Large, established heavy manufacturers are more likely to buy quiet equipment or retrofit noise reduction technologies due to: medical costs of hearing loss, union pressure, OSHA compliance.

Smaller heavy manufacturers are less likely to invest in noise control technology, either in buying quiet equipment or in retrofits, due to the costs of controls.

In newer, green manufacturing operations, both large and small facilities are more likely to spend on engineering controls due to wanting employee-pleasing work environments and conditions first and foremost, followed by the need for compliance and reducing medical costs.

Generally, Anderson found that industry is driven to implement engineering controls due to wanting to increase worker safety; compliance with regs; union and worker pressures; and wanting to improve work conditions.

Barriers to noise control usage are: the costs of retrofits; and OSHA’s current policy permitting widespread use of hearing protection devices.

“OSHA must do something to reassert engineering controls as the primary means to control noise exposures,” said Anderson.
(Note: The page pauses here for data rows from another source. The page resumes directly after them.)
// SPDX-License-Identifier: Parity-7.0.0 OR PolyForm-Noncommercial-1.0.0
//! Matching bound vertex buffers against a vertex shader's input signature.
//!
//! The native input layout object depends on two things: the vertex formats of the
//! occupied vertex-buffer slots, and the inputs the vertex shader expects.  Both are
//! reduced to one [`CompositeHashKey`] per slot:
//!
//! ```text
//! key = (vertex_format_uid << 32) | shader_input_hash      (0 for an empty slot)
//! ```
//!
//! An [`InputLayout`] remembers the keys it was built for, so deciding whether it still
//! applies is a short integer comparison.  [`InputLayoutCache`] keeps one layout per
//! distinct key sequence and only asks the native layer to create a layout on a miss.
//!
//! When the bound buffers cannot feed the shader, a warning lists what the shader expected
//! and what the buffers provide, and a placeholder layout is used so rendering continues.
//! The placeholder is cached under the offending keys, so the warning is emitted once per
//! combination.

use crate::bindings::buffer::Buffer;
use crate::bindings::slot_group::BindSlotGroup;
use crate::error::LayoutMismatch;
use crate::images::shader::InputSignature;
use crate::images::vertex_layout::{StepMode, VertexElementFormat, VertexFormat};
use crate::native::{NativeBinder, NativeHandle};
use rustc_hash::FxHashMap;
use std::fmt::Write;
use std::sync::Arc;

/// The per-slot key an input layout is matched on.
#[derive(Debug, Clone, Copy, PartialEq, Eq, Hash, PartialOrd, Ord)]
pub struct CompositeHashKey(u64);

impl CompositeHashKey {
    /// The key of an empty slot.
    pub const UNOCCUPIED: CompositeHashKey = CompositeHashKey(0);

    pub const fn new(format_uid: u32, input_hash: u32) -> Self {
        CompositeHashKey(((format_uid as u64) << 32) | input_hash as u64)
    }

    pub const fn format_uid(self) -> u32 {
        (self.0 >> 32) as u32
    }

    pub const fn input_hash(self) -> u32 {
        self.0 as u32
    }

    pub const fn is_occupied(self) -> bool {
        self.0 != 0
    }

    pub const fn get(self) -> u64 {
        self.0
    }
}

/// Computes the composite key of every bound vertex-buffer slot into `out`.
///
/// Trailing unoccupied slots are dropped, so groups of different sizes with the same
/// occupied prefix produce the same sequence.
pub fn composite_keys(
    vertex_buffers: &BindSlotGroup<Buffer>,
    signature: &InputSignature,
    out: &mut Vec<CompositeHashKey>,
) {
    out.clear();
    out.extend(vertex_buffers.slots().iter().map(|slot| {
        slot.bound()
            .and_then(|buffer| buffer.vertex_format())
            .map_or(CompositeHashKey::UNOCCUPIED, |format| {
                CompositeHashKey::new(format.uid(), signature.hash())
            })
    }));
    while out.last() == Some(&CompositeHashKey::UNOCCUPIED) {
        out.pop();
    }
}

/// One element of a native input layout.
#[derive(Debug, Clone, PartialEq, Eq, Hash)]
pub struct InputElementDescriptor {
    pub semantic_name: String,
    pub semantic_index: u32,
    pub format: VertexElementFormat,
    /// The vertex-buffer slot the element is read from.
    pub input_slot: u32,
    /// Byte offset within a vertex of that slot.
    pub offset: u32,
}

/// One vertex-buffer slot of a native input layout.
#[derive(Debug, Clone, Copy, PartialEq, Eq, Hash)]
pub struct InputBufferDescriptor {
    pub input_slot: u32,
    pub stride: u32,
    pub step: StepMode,
}

/// Everything the native layer needs to create an input layout.
///
/// Elements are in the shader's declaration order.
#[derive(Debug, Clone, PartialEq, Eq, Hash)]
pub struct InputLayoutDescriptor {
    pub elements: Vec<InputElementDescriptor>,
    /// The occupied slots, in slot order.
    pub buffers: Vec<InputBufferDescriptor>,
    pub placeholder: bool,
}

impl InputLayoutDescriptor {
    /// A single `POSITION0` element read from slot 0.
    ///
    /// Used for shaders without vertex input, and in place of a layout that cannot be built.
    pub fn placeholder() -> Self {
        let format = VertexElementFormat::F32x4;
        InputLayoutDescriptor {
            elements: vec![InputElementDescriptor {
                semantic_name: "POSITION".to_owned(),
                semantic_index: 0,
                format,
                input_slot: 0,
                offset: 0,
            }],
            buffers: vec![InputBufferDescriptor {
                input_slot: 0,
                stride: format.size(),
                step: StepMode::Vertex,
            }],
            placeholder: true,
        }
    }

    /// Builds a layout feeding `signature` from `formats`, the vertex format of each slot.
    ///
    /// Each shader input is taken from the first occupied slot, in slot order, that has an
    /// element with the same semantic name (case-insensitively) and index.
    pub fn build(signature: &InputSignature, formats: &[Option<&VertexFormat>]) -> Result<Self, LayoutMismatch> {
        if signature.is_empty() {
            return Ok(Self::placeholder());
        }
        let mut elements = Vec::with_capacity(signature.len());
        for expected in signature.elements() {
            let found = formats.iter().enumerate().find_map(|(slot, format)| {
                let element = (*format)?
                    .layout()
                    .element(&expected.semantic_name, expected.semantic_index)?;
                Some((slot as u32, element))
            });
            let Some((input_slot, element)) = found else {
                return Err(LayoutMismatch::MissingElement {
                    semantic: expected.semantic_name.clone(),
                    index: expected.semantic_index,
                });
            };
            elements.push(InputElementDescriptor {
                semantic_name: element.semantic_name.clone(),
                semantic_index: element.semantic_index,
                format: element.format,
                input_slot,
                offset: element.offset,
            });
        }
        let buffers = formats
            .iter()
            .enumerate()
            .filter_map(|(slot, format)| {
                let format = (*format)?;
                Some(InputBufferDescriptor {
                    input_slot: slot as u32,
                    stride: format.stride(),
                    step: format.layout().step(),
                })
            })
            .collect();
        Ok(InputLayoutDescriptor {
            elements,
            buffers,
            placeholder: false,
        })
    }
}

/// A native input layout and the keys it was created for.
#[derive(Debug)]
pub struct InputLayout {
    keys: Vec<CompositeHashKey>,
    descriptor: InputLayoutDescriptor,
    native: NativeHandle,
    mismatch: Option<LayoutMismatch>,
}

impl InputLayout {
    /// Whether this layout applies to the slots described by `keys`.
    ///
    /// Slots past the end of either sequence count as unoccupied.
    pub fn matches(&self, keys: &[CompositeHashKey]) -> bool {
        let len = self.keys.len().max(keys.len());
        (0..len).all(|slot| self.key(slot) == keys.get(slot).copied().unwrap_or(CompositeHashKey::UNOCCUPIED))
    }

    /// The key slot `slot` had when this layout was created.
    pub fn key(&self, slot: usize) -> CompositeHashKey {
        self.keys.get(slot).copied().unwrap_or(CompositeHashKey::UNOCCUPIED)
    }

    pub fn keys(&self) -> &[CompositeHashKey] {
        &self.keys
    }

    pub fn native(&self) -> NativeHandle {
        self.native
    }

    pub fn descriptor(&self) -> &InputLayoutDescriptor {
        &self.descriptor
    }

    pub fn is_placeholder(&self) -> bool {
        self.descriptor.placeholder
    }

    /// Why this placeholder stands in for a layout that could not be built.
    ///
    /// `None` for real layouts and for the placeholder of a shader without vertex input.
    pub fn mismatch(&self) -> Option<&LayoutMismatch> {
        self.mismatch.as_ref()
    }
}

#[derive(Debug, Clone, Copy, PartialEq, Eq, Default)]
pub struct LayoutStats {
    pub created: u64,
    pub reused: u64,
    pub mismatches: u64,
}

/// Input layouts by composite key sequence.
///
/// One cache is owned per device and passed to [`crate::images::Pipeline::bind_draw`].
#[derive(Debug, Default)]
pub struct InputLayoutCache {
    layouts: FxHashMap<Vec<CompositeHashKey>, Arc<InputLayout>>,
    current: Option<Arc<InputLayout>>,
    keys: Vec<CompositeHashKey>,
    stats: LayoutStats,
}

impl InputLayoutCache {
    pub fn new() -> Self {
        Self::default()
    }

    /// Whether the most recently returned layout applies to the current bindings.
    pub fn matches(&mut self, vertex_buffers: &BindSlotGroup<Buffer>, signature: &InputSignature) -> bool {
        composite_keys(vertex_buffers, signature, &mut self.keys);
        self.current.as_ref().is_some_and(|layout| layout.matches(&self.keys))
    }

    /// Returns the layout for the bound vertex buffers and `signature`, creating it
    /// through `binder` if no cached layout has the same keys.
    pub fn get_or_create(
        &mut self,
        vertex_buffers: &BindSlotGroup<Buffer>,
        signature: &InputSignature,
        binder: &mut dyn NativeBinder,
    ) -> Arc<InputLayout> {
        if self.matches(vertex_buffers, signature) {
            if let Some(current) = &self.current {
                self.stats.reused += 1;
                return Arc::clone(current);
            }
        }
        if let Some(cached) = self.layouts.get(self.keys.as_slice()) {
            let cached = Arc::clone(cached);
            self.stats.reused += 1;
            self.current = Some(Arc::clone(&cached));
            return cached;
        }

        let build = logwise::perfwarn_begin!("InputLayoutCache build");
        let formats: Vec<Option<&VertexFormat>> = vertex_buffers
            .slots()
            .iter()
            .map(|slot| slot.bound().and_then(|buffer| buffer.vertex_format()).map(|format| &**format))
            .collect();
        let (descriptor, mismatch) = match InputLayoutDescriptor::build(signature, &formats) {
            Ok(descriptor) => (descriptor, None),
            Err(mismatch) => {
                self.stats.mismatches += 1;
                logwise::warn_sync!(
                    "{mismatch}; shader expects [{expected}], vertex buffers provide [{provided}]; using a placeholder layout",
                    mismatch = logwise::privacy::LogIt(&mismatch),
                    expected = logwise::privacy::LogIt(&describe_expected(signature)),
                    provided = logwise::privacy::LogIt(&describe_provided(&formats))
                );
                (InputLayoutDescriptor::placeholder(), Some(mismatch))
            }
        };
        let native = binder.create_input_layout(&descriptor);
        drop(build);

        let layout = Arc::new(InputLayout {
            keys: self.keys.clone(),
            descriptor,
            native,
            mismatch,
        });
        self.stats.created += 1;
        logwise::info_sync!(
            "Created input layout {native} for {slots} vertex slots",
            native = native.get(),
            slots = self.keys.len()
        );
        self.layouts.insert(self.keys.clone(), Arc::clone(&layout));
        self.current = Some(Arc::clone(&layout));
        layout
    }

    /// The most recently returned layout.
    pub fn current(&self) -> Option<&Arc<InputLayout>> {
        self.current.as_ref()
    }

    pub fn len(&self) -> usize {
        self.layouts.len()
    }

    pub fn is_empty(&self) -> bool {
        self.layouts.is_empty()
    }

    pub fn stats(&self) -> LayoutStats {
        self.stats
    }

    /// Drops every cached layout.  Layouts still held elsewhere stay alive.
    pub fn clear(&mut self) {
        self.layouts.clear();
        self.current = None;
    }
}

fn describe_expected(signature: &InputSignature) -> String {
    let mut out = String::new();
    for (i, element) in signature.elements().iter().enumerate() {
        if i > 0 {
            out.push_str(", ");
        }
        let _ = write!(out, "{}{}", element.semantic_name, element.semantic_index);
    }
    out
}

fn describe_provided(formats: &[Option<&VertexFormat>]) -> String {
    let mut out = String::new();
    for (slot, format) in formats.iter().enumerate() {
        let Some(format) = format else { continue };
        if !out.is_empty() {
            out.push_str("; ");
        }
        let _ = write!(out, "slot {slot}:");
        for element in format.layout().elements() {
            let _ = write!(
                out,
                " {}{}@{}",
                element.semantic_name, element.semantic_index, element.offset
            );
        }
    }
    out
}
Also, “there is a drastic need to improve noise control engineering expertise both in industry and with suppliers of controls,” he said, and the business case must be articulated for the “value add” of many low-cost control options.

At least one vendor of hearing protection devices voiced displeasure in a Q&A session with what he perceived as a bias against the use of PPE. He said speakers had not made allowances for various technological advances with HPDs in recent years that have increased worker usage.